# d21 brakes



## nissassin (Nov 18, 2018)

i have a 89 base 2wd d21 .....i replaced a not that old (2yr.) front brake caliper that froze up, passenger side, then replaced the passenger rear side brake cylinder when the bleed valve broke off. i tried to gravity bleed it twice but pedal remained soft initially. bled the old school way, and it's better but still goes to the floor (with resistance) the first pump, then is very firm as long as i hold it. after 30 seconds, the pedal goes back to the floor again. i don't seem to be losing fluid anywhere. my battery was too dead to start the car after bleeding the brakes (does this matter?)....i'm thinking master cylinder, now. any thoughts or suggestions about how to check it or any other helpful comments?


----------



## jp2code (Jun 2, 2011)

This is the procedure as listed in the Service Manual:


----------



## saudade (Apr 10, 2010)

Yeah, what he said.
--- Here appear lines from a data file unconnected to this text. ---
//! End-to-end job runs against mock workers and a byte-level media engine.

use std::path::{Path, PathBuf};
use std::sync::Arc;
use std::time::Duration;

use async_trait::async_trait;
use serde_json::json;
use tempfile::TempDir;
use wiremock::matchers::{body_partial_json, method, path};
use wiremock::{Mock, MockServer, ResponseTemplate};

use scenecast_media::{MediaEngine, MediaResult};
use scenecast_models::{encode_payload, AssetMap, AssetRef, JobStatus, SceneInput};
use scenecast_pipeline::{
    AudioTrack, ClientError, InMemoryJobStore, Orchestrator, PipelineConfig, PipelineError,
    RenderRequest,
};

const BASE_URL: &str = "http://localhost:3000";

/// Writes marker bytes instead of encoding: renders copy their input,
/// concat joins files, muxing appends the audio.
struct MarkerEngine;

#[async_trait]
impl MediaEngine for MarkerEngine {
    async fn render_looped_video(
        &self,
        input: &Path,
        output: &Path,
        _duration: f64,
    ) -> MediaResult<()> {
        tokio::fs::copy(input, output).await?;
        Ok(())
    }

    async fn render_still_image(
        &self,
        image: &Path,
        output: &Path,
        _duration: f64,
    ) -> MediaResult<()> {
        tokio::fs::copy(image, output).await?;
        Ok(())
    }

    async fn concat(&self, segments: &[PathBuf], output: &Path) -> MediaResult<()> {
        let mut joined = Vec::new();
        for segment in segments {
            joined.extend(tokio::fs::read(segment).await?);
        }
        tokio::fs::write(output, joined).await?;
        Ok(())
    }

    async fn mux_audio(&self, video: &Path, audio: &Path, output: &Path) -> MediaResult<()> {
        let mut bytes = tokio::fs::read(video).await?;
        bytes.extend(tokio::fs::read(audio).await?);
        tokio::fs::write(output, bytes).await?;
        Ok(())
    }
}

struct Harness {
    _root: TempDir,
    scratch_root: PathBuf,
    output_dir: PathBuf,
    store: Arc<InMemoryJobStore>,
    orchestrator: Arc<Orchestrator>,
}

fn harness(workers: Vec<String>) -> Harness {
    let root = TempDir::new().unwrap();
    let scratch_root = root.path().join("scratch");
    let output_dir = root.path().join("public");

    let config = PipelineConfig {
        scratch_root: scratch_root.clone(),
        output_dir: output_dir.clone(),
        ..PipelineConfig::default()
    }
    .with_workers(workers);

    let store = Arc::new(InMemoryJobStore::new());
    let orchestrator = Orchestrator::new(config, store.clone(), Arc::new(MarkerEngine)).unwrap();

    Harness {
        _root: root,
        scratch_root,
        output_dir,
        store,
        orchestrator: Arc::new(orchestrator),
    }
}

fn image(name: &str) -> SceneInput {
    SceneInput {
        paragraph: Some(format!("paragraph for {}", name)),
        video_url: None,
        image_file: Some(name.to_string()),
        duration: 2.0,
    }
}

fn video(url: &str) -> SceneInput {
    SceneInput {
        paragraph: None,
        video_url: Some(url.to_string()),
        image_file: None,
        duration: 3.0,
    }
}

/// Scenes 0 and 2 are images, scene 1 is a remote clip.
fn storyboard(video_url: &str) -> RenderRequest {
    RenderRequest {
        scenes: vec![image("image0"), video(video_url), image("image2")],
        assets: AssetMap::from([
            (AssetRef::from("image0"), b"<img0>".to_vec()),
            (AssetRef::from("image2"), b"<img2>".to_vec()),
        ]),
        audio: Some(AudioTrack::new("narration.mp3", b"<audio>".to_vec())),
    }
}

fn processed(indices: &[usize]) -> serde_json::Value {
    json!({
        "processedScenes": indices
            .iter()
            .map(|i| {
                let data = encode_payload(format!("<seg{}>", i).as_bytes());
                json!({ "orderIndex": i, "videoData": data })
            })
            .collect::<Vec<_>>()
    })
}

fn worker_endpoint(server: &MockServer) -> String {
    format!("{}/process-scenes", server.uri())
}

fn scratch_entries(root: &Path) -> usize {
    match std::fs::read_dir(root) {
        Ok(entries) => entries.count(),
        Err(_) => 0,
    }
}

#[tokio::test]
async fn test_two_workers_complete_in_order() {
    let first = MockServer::start().await;
    let second = MockServer::start().await;

    Mock::given(method("POST"))
        .and(path("/process-scenes"))
        .and(body_partial_json(json!({
            "assets": { "image0": encode_payload(b"<img0>"), "image2": encode_payload(b"<img2>") }
        })))
        .respond_with(ResponseTemplate::new(200).set_body_json(processed(&[0, 2])))
        .expect(1)
        .mount(&first)
        .await;
    Mock::given(method("POST"))
        .and(path("/process-scenes"))
        .and(body_partial_json(json!({ "scenes": [{ "orderIndex": 1 }] })))
        .respond_with(ResponseTemplate::new(200).set_body_json(processed(&[1])))
        .expect(1)
        .mount(&second)
        .await;

    let h = harness(vec![worker_endpoint(&first), worker_endpoint(&second)]);
    let handle = h
        .orchestrator
        .submit(storyboard("https://cdn.example/clip.mp4"), BASE_URL)
        .await
        .unwrap();
    let job_id = handle.job_id().clone();
    let job = handle.wait().await.unwrap();

    assert_eq!(job.status, JobStatus::Completed, "error: {:?}", job.error_detail);
    let expected_url = format!("{}/job_{}.mp4", BASE_URL, job_id);
    assert_eq!(job.result_url.as_deref(), Some(expected_url.as_str()));
    assert!(job.error_detail.is_none());

    let published = std::fs::read(h.output_dir.join(format!("job_{}.mp4", job_id))).unwrap();
    assert_eq!(published, b"<seg0><seg1><seg2><audio>");
    assert_eq!(scratch_entries(&h.scratch_root), 0);
}

#[tokio::test]
async fn test_failing_worker_fails_the_job() {
    let healthy = MockServer::start().await;
    let broken = MockServer::start().await;

    Mock::given(method("POST"))
        .respond_with(ResponseTemplate::new(200).set_body_json(processed(&[0, 2])))
        .mount(&healthy)
        .await;
    Mock::given(method("POST"))
        .respond_with(ResponseTemplate::new(500).set_body_string("encoder exploded"))
        .mount(&broken)
        .await;

    let broken_endpoint = worker_endpoint(&broken);
    let h = harness(vec![worker_endpoint(&healthy), broken_endpoint.clone()]);
    let handle = h
        .orchestrator
        .submit(storyboard("https://cdn.example/clip.mp4"), BASE_URL)
        .await
        .unwrap();
    let job_id = handle.job_id().clone();
    let job = handle.wait().await.unwrap();

    assert_eq!(job.status, JobStatus::Failed);
    assert!(job.result_url.is_none());
    let detail = job.error_detail.unwrap();
    assert!(detail.contains(&broken_endpoint), "detail: {}", detail);

    assert_eq!(scratch_entries(&h.scratch_root), 0);
    assert!(!h.output_dir.join(format!("job_{}.mp4", job_id)).exists());
}

#[tokio::test]
async fn test_gap_in_worker_results_fails_the_job() {
    let lazy = MockServer::start().await;
    Mock::given(method("POST"))
        .respond_with(ResponseTemplate::new(200).set_body_json(processed(&[0])))
        .mount(&lazy)
        .await;

    let h = harness(vec![worker_endpoint(&lazy)]);
    let job = h
        .orchestrator
        .submit(storyboard("https://cdn.example/clip.mp4"), BASE_URL)
        .await
        .unwrap()
        .wait()
        .await
        .unwrap();

    assert_eq!(job.status, JobStatus::Failed);
    assert!(job.error_detail.unwrap().contains("[1, 2]"));
}

#[tokio::test]
async fn test_running_job_reports_processing() {
    let slow = MockServer::start().await;
    Mock::given(method("POST"))
        .respond_with(
            ResponseTemplate::new(200)
                .set_body_json(processed(&[0, 1, 2]))
                .set_delay(Duration::from_millis(500)),
        )
        .mount(&slow)
        .await;

    let h = harness(vec![worker_endpoint(&slow)]);
    let handle = h
        .orchestrator
        .submit(storyboard("https://cdn.example/clip.mp4"), BASE_URL)
        .await
        .unwrap();
    let job_id = handle.job_id().clone();

    let running = h.orchestrator.status(&job_id).await.unwrap();
    assert_eq!(running.status, JobStatus::Processing);
    assert!(running.result_url.is_none());
    assert!(running.error_detail.is_none());

    let job = handle.wait().await.unwrap();
    assert_eq!(job.status, JobStatus::Completed, "error: {:?}", job.error_detail);
    assert_eq!(
        h.orchestrator.status(&job_id).await.unwrap().status,
        JobStatus::Completed
    );
}

#[tokio::test]
async fn test_terminal_status_is_stable() {
    let worker = MockServer::start().await;
    Mock::given(method("POST"))
        .respond_with(ResponseTemplate::new(200).set_body_json(processed(&[0, 1, 2])))
        .mount(&worker)
        .await;

    let h = harness(vec![worker_endpoint(&worker)]);
    let handle = h
        .orchestrator
        .submit(storyboard("https://cdn.example/clip.mp4"), BASE_URL)
        .await
        .unwrap();
    let job_id = handle.job_id().clone();
    handle.wait().await.unwrap();

    let first = h.orchestrator.status(&job_id).await.unwrap();
    let second = h.orchestrator.status(&job_id).await.unwrap();
    assert_eq!(
        serde_json::to_string(&first).unwrap(),
        serde_json::to_string(&second).unwrap()
    );
}

#[tokio::test]
async fn test_submit_without_audio_creates_nothing() {
    let h = harness(vec!["http://worker-0:4000/process-scenes".to_string()]);
    let mut request = storyboard("https://cdn.example/clip.mp4");
    request.audio = None;

    let err = h.orchestrator.submit(request, BASE_URL).await.unwrap_err();
    assert!(matches!(err, PipelineError::Client(ClientError::MissingAudio)));
    assert!(h.store.is_empty().await);
    assert!(!h.scratch_root.exists());
}

#[tokio::test]
async fn test_submit_with_invalid_scene_creates_nothing() {
    let h = harness(vec!["http://worker-0:4000/process-scenes".to_string()]);
    let mut request = storyboard("https://cdn.example/clip.mp4");
    request.scenes[1].duration = -1.0;

    let err = h.orchestrator.submit(request, BASE_URL).await.unwrap_err();
    assert!(err.is_client_error());
    assert!(h.store.is_empty().await);
}

#[tokio::test]
async fn test_sync_without_audio_fails_immediately() {
    let h = harness(Vec::new());
    let mut request = storyboard("https://cdn.example/clip.mp4");
    request.audio = None;

    let err = h.orchestrator.render_sync(request, BASE_URL).await.unwrap_err();
    assert!(matches!(err, PipelineError::Client(ClientError::MissingAudio)));
    assert!(h.store.is_empty().await);
    assert!(!h.scratch_root.exists());
}

#[tokio::test]
async fn test_sync_renders_locally() {
    let cdn = MockServer::start().await;
    Mock::given(method("GET"))
        .and(path("/clip.mp4"))
        .respond_with(ResponseTemplate::new(200).set_body_bytes(b"<clip>".to_vec()))
        .expect(1)
        .mount(&cdn)
        .await;

    let h = harness(Vec::new());
    let url = h
        .orchestrator
        .render_sync(storyboard(&format!("{}/clip.mp4", cdn.uri())), BASE_URL)
        .await
        .unwrap();

    let file_name = url.strip_prefix(&format!("{}/", BASE_URL)).unwrap();
    assert!(file_name.starts_with("merged_"));
    assert!(file_name.ends_with(".mp4"));

    let published = std::fs::read(h.output_dir.join(file_name)).unwrap();
    assert_eq!(published, b"<img0><clip><img2><audio>");
    assert!(h.store.is_empty().await);
    assert_eq!(scratch_entries(&h.scratch_root), 0);
}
Bleed all of the components in the order listed above.

LSV = Load Sensing Valve


----------



## jp2code (Jun 2, 2011)

LOL - I was in a rush that day and didn't write much.

Particularly, pay attention to the fact that you have to bleed the brakes in a certain order. I should have said that instead of leaving you to find it on that screenshot.


----------



## smj999smj (Jan 1, 2006)

Also, make sure you adjust the rear brakes before you start bleeding.


----------